Dann geht’s los. In zwölf Schlangen reihen sich die Gäste vor der Arena auf. Ganz vorne dabei: Udo-Fans mit Hut und Sonnen­brille, sie wollen gleich in der ersten Reihe stehen. Beim Einlass laufen karibische Rhythmen. „Das sorgt für gute Laune“, so Wahlert. Die Sicher­heits­kräfte begrüßen jeden Einzelnen freundlich, lassen sich die Tickets zeigen, suchen die Fans mit Metall­scannern ab, wünschen ihnen einen schönen Abend. „Freundlichkeit ist das Wichtigste. Wir fragen, ob wir in die Tasche schauen dürfen. Das wirkt von vorn­herein deeskalierend“, sagt Wahlert.

Schöne Momente schaffen

Und wenn doch mal jemand provoziert? „Dann reden wir beruhigend, aber bestimmt auf die Person ein.“ In härteren Fällen kommt die Bereichs­leitung und führt das Gespräch auf die nächste Autorität­sebene. Eskaliert eine Situation dennoch, hält die Security den Aggressor fest und ruft die Polizei. Das passiere aller­dings sehr selten, so Wahlert.

Die junge Hannoveranerin ist mit gerade einmal 1,55 Meter Körper­größe ein gutes Beispiel dafür, dass das Klischee vom bulligen, grimmigen Türsteher oft nicht zutrifft. „Bei uns sind etwa die Hälfte der Einsatz­kräfte Frauen. Statt Muskeln und Körper­größe zählen in meinem Job eher Team­work, Sorgfalt und eine gute Aus­bildung“, sagt sie. Wahlert ist versiert darin, auf Signale zu achten: ein hektischer Blick, eine plötzliche Geste, ein schwächelnder Mensch in der Menge. Was ihr an ihrer Arbeit gefällt? „Ich mag die Abwechslung und Menschen haben dank uns mit einem sicheren Gefühl schöne Momente.“ Wie zuletzt, als ihr Team es einem schwerkranken Fan ermöglichte, die Backstreet Boys noch einmal live zu erleben – vom Bett aus.

Der Vorraum der Arena kurz vor dem Konzert
Im Eingangsbereich sollte eine stressfreie Atmosphäre herrschen. Bei Udos Konzert hilft karibische Musik. Foto: VBG/Alexander Koerner
Wahlert und ihre Kolleginnen
Etwa die Hälfte aller Einsatzkräfte bei ToSa sind weiblich. Foto: VBG/Alexander Koerner
Wahlert kommuniziert per Funkgerät
Ständiger Begleiter: das Funkgerät.
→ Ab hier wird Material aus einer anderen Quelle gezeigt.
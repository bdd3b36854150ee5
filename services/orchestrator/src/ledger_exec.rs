use std::sync::Arc;
use std::time::Duration;

use tokio::sync::RwLock;
use tracing::warn;

use crate::run_store::RunStoreError;

pub async fn with_ledger_blocking<S, R, F>(
    ledger: Arc<RwLock<S>>,
    f: F,
) -> Result<R, tokio::task::JoinError>
where
    S: Send + Sync + 'static,
    R: Send + 'static,
    F: FnOnce(&mut S) -> R + Send + 'static,
{
    tokio::task::spawn_blocking(move || {
        let mut guard = ledger.blocking_write();
        f(&mut *guard)
    })
    .await
}

pub async fn with_ledger_read<S, R, F>(
    ledger: Arc<RwLock<S>>,
    f: F,
) -> Result<R, tokio::task::JoinError>
where
    S: Send + Sync + 'static,
    R: Send + 'static,
    F: FnOnce(&S) -> R + Send + 'static,
{
    tokio::task::spawn_blocking(move || {
        let guard = ledger.blocking_read();
        f(&*guard)
    })
    .await
}

/// Run a write up to `attempts` times with linear backoff between tries.
///
/// Only errors that [`RunStoreError::is_retryable`] are retried; the last
/// error is returned once attempts run out.
pub async fn persist_with_retry<S, R, F>(
    ledger: Arc<RwLock<S>>,
    attempts: u32,
    backoff: Duration,
    what: &str,
    f: F,
) -> Result<R, RunStoreError>
where
    S: Send + Sync + 'static,
    R: Send + 'static,
    F: Fn(&mut S) -> Result<R, RunStoreError> + Send + Sync + 'static,
{
    let f = Arc::new(f);
    let attempts = attempts.max(1);
    let mut attempt = 1;
    loop {
        let call = f.clone();
        let res = with_ledger_blocking(ledger.clone(), move |db| call(db)).await?;
        match res {
            Ok(v) => return Ok(v),
            Err(e) if e.is_retryable() && attempt < attempts => {
                warn!(attempt, attempts, what, "persist failed, retrying: {e}");
                tokio::time::sleep(backoff * attempt).await;
                attempt += 1;
            }
            Err(e) => return Err(e),
        }
    }
}
use crate::{Hash32, LedgerError};
use serde::{Deserialize, Serialize};

#[derive(Clone, Debug, PartialEq, Eq, Serialize, Deserialize)]
pub enum Operation {
    Set,
    Delete,
}

#[derive(Clone, Debug, Serialize, Deserialize)]
pub struct WriteEvent {
    pub seq: u64,
    pub operation: Operation,
    pub key: Vec<u8>,
    pub value_hash: Hash32,
    pub prev_event_hash: Hash32,
    pub timestamp: u64,
}

#[derive(Clone, Debug, Serialize, Deserialize)]
pub struct BatchWriteEvent {
    pub seq: u64,
    pub batch_hash: Hash32,
    pub keys: Vec<Vec<u8>>,
    pub prev_event_hash: Hash32,
    pub timestamp: u64,
}

#[derive(Clone, Debug, Serialize, Deserialize)]
pub enum Event {
    Single(WriteEvent),
    Batch(BatchWriteEvent),
}

impl Event {
    pub fn seq(&self) -> u64 {
        match self {
            Event::Single(e) => e.seq,
            Event::Batch(e) => e.seq,
        }
    }

    pub fn prev_event_hash(&self) -> Hash32 {
        match self {
            Event::Single(e) => e.prev_event_hash,
            Event::Batch(e) => e.prev_event_hash,
        }
    }

    pub fn touches(&self, key: &[u8]) -> bool {
        match self {
            Event::Single(e) => e.key == key,
            Event::Batch(e) => e.keys.iter().any(|k| k == key),
        }
    }

    pub fn encode(&self) -> Result<Vec<u8>, LedgerError> {
        bincode::serialize(self).map_err(|e| LedgerError::Serialization(e.to_string()))
    }

    pub fn hash(&self) -> Result<Hash32, LedgerError> {
        Ok(blake3::hash(&self.encode()?).into())
    }
}

#[derive(Clone, Debug, Serialize, Deserialize)]
pub struct LogEntry {
    pub event_hash: Hash32,
    pub event: Event,
}

/// Walks entries in sequence order, checking hash links and hash correctness.
pub fn verify_chain(entries: &[LogEntry]) -> bool {
    let mut prev = [0u8; 32];

    for (i, e) in entries.iter().enumerate() {
        if e.event.seq() != i as u64 + 1 {
            return false;
        }
        if e.event.prev_event_hash() != prev {
            return false;
        }
        match e.event.hash() {
            Ok(computed) if computed == e.event_hash => {}
            _ => return false,
        }
        prev = e.event_hash;
    }

    true
}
Foto: VBG/Alexander Koerner
Wahlert im Gespräch mit einem Kollegen
Teamfähigkeit und Kommunikationsstärke gehören zum Job. Foto: VBG/Alexander Koerner

Alles klar am Wellenbrecher

Die Arena füllt sich. Für ToSa-Verhältnisse ist das Lindenberg-Konzert Tages­geschäft. Die Firma betreut sonst Open-Air-Events mit bis zu 80.000 Menschen, zuletzt Rammstein, Pink, Eminem, Ed Sheeran. Wahlert bittet noch kurz Gäste von der Kaiser­treppe, dem zentralen Fluchtweg. Dann schiebt sie sich im Schummer­licht durch die Menge, Spots tauchen sie in Violett und Gelb, Vorfreude liegt in der Luft. Barrikaden, auch Wellen­brecher genannt, unterteilen den Steh­bereich in kleinere Abschnitte. Letzter Check mit Marco Siegmund, dem ToSa-Mann vor der Bühne: Alles klar? Er hebt den Daumen. „Und wie!“, ruft er, „Die Fans sind gut drauf, alle haben Bock auf eine gute Show. So muss es sein.“ Es ertönt ein Knall, dann legt er los, der Mann mit Hut: Freude, keine Panik.